Не ахти какая картина — восьмидесятилетний старик, волокущий свои старые ноги в кирзовых сапожонках по мокрой выкошенной пожне. Но было, было что-то в этом старике. Притягивал он к себе глаза. И не на березы, не на солнце, не на Евдокию, уже орудовавшую вилами у зарода, смотрели сейчас Михаил и Петр, а на старика. На Калину Ивановича.
— А ты знаешь, как Петр Житов его зовет? — вспомнил вдруг Михаил. Эпохой. Бывало, увидит — Калина Иванович под окошками идет, сразу команду: «Тихо! Эпоха проходит мимо».
— Хорошо, что Петр Житов понимает это, — буркнул Петр.
— Ясно. Петр Житов понимает, а брат твой ни бум-бум? Ты чего хочешь? Чтобы я на каждом шагу: герой, герой, на колени падал?.. А этот герой, между прочим, еще исть-пить хочет, и чтобы в избе теплецо зимой было. А кто — ты его дровами выручаешь? А в бане обмыть надо? Вот я этими руками грязь смываю с его героического тела, на полку парю…
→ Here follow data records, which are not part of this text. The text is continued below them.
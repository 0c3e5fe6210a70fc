pub mod file;
pub mod gzip;
pub mod http;

use crate::usecase::ports::storage::SnapshotSource;

/// URLs go over http, anything else is read from disk.
pub fn snapshot_source(location: &str) -> Box<dyn SnapshotSource> {
    if location.starts_with("http://") || location.starts_with("https://") {
        Box::new(http::HttpSnapshot::new(location))
    } else {
        Box::new(file::FileSnapshot::new(location))
    }
}

#[cfg(test)]
mod tests {
    use super::*;

    #[test]
    fn picks_source_by_scheme() {
        assert_eq!(
            snapshot_source("https://example.org/guia.sqlite.gz").describe(),
            "https://example.org/guia.sqlite.gz"
        );
        assert_eq!(
            snapshot_source("public/data/guia.sqlite.gz").describe(),
            "public/data/guia.sqlite.gz"
        );
    }
}
use std::io::ErrorKind;
use std::path::PathBuf;

use anyhow::{Context, Result};

use crate::usecase::ports::storage::ByteCache;

/// One file per entry under a cache directory.
pub struct FileByteCache {
    dir: PathBuf,
}

impl FileByteCache {
    pub fn new(dir: impl Into<PathBuf>) -> Self {
        Self { dir: dir.into() }
    }

    fn entry_path(&self, name: &str) -> PathBuf {
        self.dir.join(format!("{name}.bin"))
    }
}

impl ByteCache for FileByteCache {
    fn get(&self, name: &str) -> Result<Option<Vec<u8>>> {
        let path = self.entry_path(name);
        match std::fs::read(&path) {
            Ok(bytes) if bytes.is_empty() => Ok(None),
            Ok(bytes) => Ok(Some(bytes)),
            Err(err) if err.kind() == ErrorKind::NotFound => Ok(None),
            Err(err) => {
                Err(err).with_context(|| format!("failed to read cache entry: {}", path.display()))
            }
        }
    }

    fn set(&self, name: &str, bytes: &[u8]) -> Result<()> {
        std::fs::create_dir_all(&self.dir)
            .with_context(|| format!("failed to create cache dir: {}", self.dir.display()))?;
        let path = self.entry_path(name);
        let partial = path.with_extension("part");
        std::fs::write(&partial, bytes)
            .with_context(|| format!("failed to write cache entry: {}", partial.display()))?;
        std::fs::rename(&partial, &path)
            .with_context(|| format!("failed to store cache entry: {}", path.display()))
    }
}

#[cfg(test)]
mod tests {
    use super::*;

    #[test]
    fn missing_entry_is_a_miss() {
        let dir = tempfile::tempdir().expect("should create temp dir");
        let cache = FileByteCache::new(dir.path());

        assert_eq!(cache.get("guia-sqlite-v3").expect("get should succeed"), None);
    }

    #[test]
    fn stored_entry_is_returned() {
        let dir = tempfile::tempdir().expect("should create temp dir");
        let cache = FileByteCache::new(dir.path().join("nested"));

        cache.set("guia-sqlite-v3", b"image").expect("set should succeed");

        assert_eq!(
            cache.get("guia-sqlite-v3").expect("get should succeed"),
            Some(b"image".to_vec())
        );
        assert!(!dir.path().join("nested").join("guia-sqlite-v3.part").exists());
    }
}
Михаил поглядел на отчужденное, закаменевшее лицо брата, хлопнул дружелюбно по плечу:
— Ладно, не считай меня за круглого-то идиота. Я хоть и сижу по самое брюхо в земле, а к небу-то тоже иногда глаза подымаю. Понял?
ГЛАВА ВОСЬМАЯ
Нервная, сеногнойная пошла погода.
С утра жгло, калило, коршуны принимались за работу — красиво, стервецы, вычерчивали свои орбиты в небе, — кошеница начинала сенным духом томить казалось, вот-вот надо браться за грабли. Нет, из-за леса выкатилась тучка одна, другая, дунул, крутанул ветришко, и вот уже залопотали, завсхлипывали березы.
И ведь что удивительно! Кабы так везде, по всем речкам. А то только у них на Марьюше.
Измотанный, издерганный ненастьем Михаил только что не запускал в небо матом: четыре гектара было свалено самолучшей травы — и четыре гектара гнило. Просто на глазах белела выкошенная пожня.
Душу отводили у Калины Ивановича, благо Евдокия из-за козы, сломавшей ногу, в эти дни сидела дома. Игнат Поздеев, Филя-петух, Аркадий Яковлев, Чугаретти — все хорошо знакомые Петру, заметно постаревшие, все, кто сенокосил на Марьюше, сходились под вечер к старику.
Сидели под елью, жгли сигареты и папиросы, ерничали, заводили друг друга, травили анекдоты, иногда слушали «клевету» (Михаил частенько захватывал с собой транзистор), а больше перетряхивали жизнь — и свою пекашинскую, и в масштабах страны, и в масштабах всего шарика.
Да, и шарика. А что? Газеты читаем, радио слушаем, людей, которые бывали за границей, видали — имеем понятие? А потом, кто мы теперь — ха-ха? Его величество рабочий класс. Гегемон. Хозяин страны. Положено, черт возьми, ворочать мозгой?
Ух и заводились! Ух и вскипали!
Почему, почему, почему… Целый лес «почему»!
Ничего нового для Петра в этих кипениях, пожалуй, не было. Где теперь не говорят об этом! Вся Россия — сплошная политбеседа.
Но Калина Иванович — вот с кого не спускал Петр глаз!
Он ведь раньше думал: комиссары, гражданская война — все это древняя история, обо всем этом только в книжках прочитать можно. И вдруг на тебе живой комиссар. Да где! У них на Марьюше, в сенной избушке. С косой, с граблями в руках.